Lines to return, exactly: from the line with "impl FromStr for" to the line with "missing or invalid." in the entries below, both included.

>>>>>

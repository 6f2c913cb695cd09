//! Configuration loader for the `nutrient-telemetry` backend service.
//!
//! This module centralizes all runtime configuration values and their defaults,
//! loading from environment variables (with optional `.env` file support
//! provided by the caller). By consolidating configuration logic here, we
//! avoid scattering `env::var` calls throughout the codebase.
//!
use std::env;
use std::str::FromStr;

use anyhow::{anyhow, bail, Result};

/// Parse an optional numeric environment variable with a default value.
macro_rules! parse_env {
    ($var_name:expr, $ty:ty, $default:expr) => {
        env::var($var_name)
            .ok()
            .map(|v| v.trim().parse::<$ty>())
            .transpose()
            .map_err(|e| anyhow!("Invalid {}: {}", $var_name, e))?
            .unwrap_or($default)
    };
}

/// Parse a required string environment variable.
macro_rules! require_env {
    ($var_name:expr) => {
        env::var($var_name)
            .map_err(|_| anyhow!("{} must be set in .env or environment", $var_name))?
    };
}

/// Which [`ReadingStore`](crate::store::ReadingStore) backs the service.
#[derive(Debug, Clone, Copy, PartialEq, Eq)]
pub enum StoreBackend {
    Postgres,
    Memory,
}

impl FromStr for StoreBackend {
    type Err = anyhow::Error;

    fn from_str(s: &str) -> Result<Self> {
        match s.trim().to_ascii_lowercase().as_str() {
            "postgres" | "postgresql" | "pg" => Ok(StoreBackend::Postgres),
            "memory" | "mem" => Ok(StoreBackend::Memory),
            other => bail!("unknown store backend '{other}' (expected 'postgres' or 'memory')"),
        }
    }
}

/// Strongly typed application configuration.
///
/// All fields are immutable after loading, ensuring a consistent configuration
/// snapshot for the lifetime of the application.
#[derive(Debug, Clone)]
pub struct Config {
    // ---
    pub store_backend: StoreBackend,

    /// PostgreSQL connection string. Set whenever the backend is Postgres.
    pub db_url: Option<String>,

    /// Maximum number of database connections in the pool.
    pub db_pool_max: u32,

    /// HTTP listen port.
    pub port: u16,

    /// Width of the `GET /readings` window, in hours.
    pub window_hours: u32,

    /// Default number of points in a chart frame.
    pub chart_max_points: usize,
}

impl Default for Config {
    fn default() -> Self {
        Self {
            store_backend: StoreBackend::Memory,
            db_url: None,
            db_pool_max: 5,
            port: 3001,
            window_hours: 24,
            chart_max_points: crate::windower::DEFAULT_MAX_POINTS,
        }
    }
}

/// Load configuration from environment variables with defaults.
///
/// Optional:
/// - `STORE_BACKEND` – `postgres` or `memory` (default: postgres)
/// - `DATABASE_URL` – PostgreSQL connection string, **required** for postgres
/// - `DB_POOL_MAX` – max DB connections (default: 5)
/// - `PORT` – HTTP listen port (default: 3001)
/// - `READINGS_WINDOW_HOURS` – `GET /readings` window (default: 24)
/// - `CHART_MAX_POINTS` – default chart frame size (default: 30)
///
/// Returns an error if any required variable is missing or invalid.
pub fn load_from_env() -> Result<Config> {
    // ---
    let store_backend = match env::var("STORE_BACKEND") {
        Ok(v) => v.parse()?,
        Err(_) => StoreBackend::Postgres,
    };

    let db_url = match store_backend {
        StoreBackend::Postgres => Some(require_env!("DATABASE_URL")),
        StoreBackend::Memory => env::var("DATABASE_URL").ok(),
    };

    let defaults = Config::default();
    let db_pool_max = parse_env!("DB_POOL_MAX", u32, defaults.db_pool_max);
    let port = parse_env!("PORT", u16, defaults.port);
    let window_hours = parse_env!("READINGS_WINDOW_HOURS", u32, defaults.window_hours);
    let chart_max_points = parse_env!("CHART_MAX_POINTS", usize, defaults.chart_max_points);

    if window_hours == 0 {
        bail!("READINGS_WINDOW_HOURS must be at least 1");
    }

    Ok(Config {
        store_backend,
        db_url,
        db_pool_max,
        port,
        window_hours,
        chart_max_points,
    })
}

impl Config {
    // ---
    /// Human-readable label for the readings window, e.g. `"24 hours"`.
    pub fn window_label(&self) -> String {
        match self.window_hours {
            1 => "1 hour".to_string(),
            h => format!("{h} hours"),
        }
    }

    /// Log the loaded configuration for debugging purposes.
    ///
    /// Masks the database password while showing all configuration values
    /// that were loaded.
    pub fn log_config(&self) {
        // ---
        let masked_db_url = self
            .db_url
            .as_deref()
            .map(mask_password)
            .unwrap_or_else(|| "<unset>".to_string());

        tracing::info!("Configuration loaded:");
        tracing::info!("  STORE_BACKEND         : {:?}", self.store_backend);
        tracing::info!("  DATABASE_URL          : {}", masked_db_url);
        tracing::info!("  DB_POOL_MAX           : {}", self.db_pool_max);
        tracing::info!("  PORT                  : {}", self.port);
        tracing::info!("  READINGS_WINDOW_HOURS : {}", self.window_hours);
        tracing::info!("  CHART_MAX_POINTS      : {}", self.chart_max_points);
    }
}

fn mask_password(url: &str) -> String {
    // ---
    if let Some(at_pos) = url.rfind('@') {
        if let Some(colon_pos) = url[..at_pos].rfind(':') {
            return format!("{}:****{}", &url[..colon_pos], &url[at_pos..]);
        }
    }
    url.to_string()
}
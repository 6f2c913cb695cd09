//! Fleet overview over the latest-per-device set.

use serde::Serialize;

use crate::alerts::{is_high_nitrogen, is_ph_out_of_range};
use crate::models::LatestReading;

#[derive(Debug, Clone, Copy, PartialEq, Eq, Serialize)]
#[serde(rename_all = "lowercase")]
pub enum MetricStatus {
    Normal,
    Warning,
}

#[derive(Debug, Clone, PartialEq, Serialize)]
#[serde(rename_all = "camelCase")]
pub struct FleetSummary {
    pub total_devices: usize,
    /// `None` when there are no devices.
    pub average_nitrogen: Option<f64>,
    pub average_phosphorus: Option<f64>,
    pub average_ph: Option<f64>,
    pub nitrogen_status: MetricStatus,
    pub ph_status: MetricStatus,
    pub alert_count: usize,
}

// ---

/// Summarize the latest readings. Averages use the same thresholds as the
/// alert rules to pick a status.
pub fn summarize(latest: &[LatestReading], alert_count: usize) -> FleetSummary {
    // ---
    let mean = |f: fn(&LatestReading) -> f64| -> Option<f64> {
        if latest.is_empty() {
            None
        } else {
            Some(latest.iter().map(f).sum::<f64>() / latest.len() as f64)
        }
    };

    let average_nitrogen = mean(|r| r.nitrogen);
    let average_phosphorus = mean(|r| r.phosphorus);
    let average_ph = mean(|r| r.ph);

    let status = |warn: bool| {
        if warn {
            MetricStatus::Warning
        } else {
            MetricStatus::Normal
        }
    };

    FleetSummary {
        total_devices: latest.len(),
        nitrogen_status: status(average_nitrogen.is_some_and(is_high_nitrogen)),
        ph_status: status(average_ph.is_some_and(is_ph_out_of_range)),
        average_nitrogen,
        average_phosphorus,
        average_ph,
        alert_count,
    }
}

<<<<<

SOLUTION:
impl FromStr for StoreBackend {
    type Err = anyhow::Error;

    fn from_str(s: &str) -> Result<Self> {
        match s.trim().to_ascii_lowercase().as_str() {
            "postgres" | "postgresql" | "pg" => Ok(StoreBackend::Postgres),
            "memory" | "mem" => Ok(StoreBackend::Memory),
            other => bail!("unknown store backend '{other}' (expected 'postgres' or 'memory')"),
        }
    }
}

/// Strongly typed application configuration.
///
/// All fields are immutable after loading, ensuring a consistent configuration
/// snapshot for the lifetime of the application.
#[derive(Debug, Clone)]
pub struct Config {
    // ---
    pub store_backend: StoreBackend,

    /// PostgreSQL connection string. Set whenever the backend is Postgres.
    pub db_url: Option<String>,

    /// Maximum number of database connections in the pool.
    pub db_pool_max: u32,

    /// HTTP listen port.
    pub port: u16,

    /// Width of the `GET /readings` window, in hours.
    pub window_hours: u32,

    /// Default number of points in a chart frame.
    pub chart_max_points: usize,
}

impl Default for Config {
    fn default() -> Self {
        Self {
            store_backend: StoreBackend::Memory,
            db_url: None,
            db_pool_max: 5,
            port: 3001,
            window_hours: 24,
            chart_max_points: crate::windower::DEFAULT_MAX_POINTS,
        }
    }
}

/// Load configuration from environment variables with defaults.
///
/// Optional:
/// - `STORE_BACKEND` – `postgres` or `memory` (default: postgres)
/// - `DATABASE_URL` – PostgreSQL connection string, **required** for postgres
/// - `DB_POOL_MAX` – max DB connections (default: 5)
/// - `PORT` – HTTP listen port (default: 3001)
/// - `READINGS_WINDOW_HOURS` – `GET /readings` window (default: 24)
/// - `CHART_MAX_POINTS` – default chart frame size (default: 30)
///
/// Returns an error if any required variable is missing or invalid.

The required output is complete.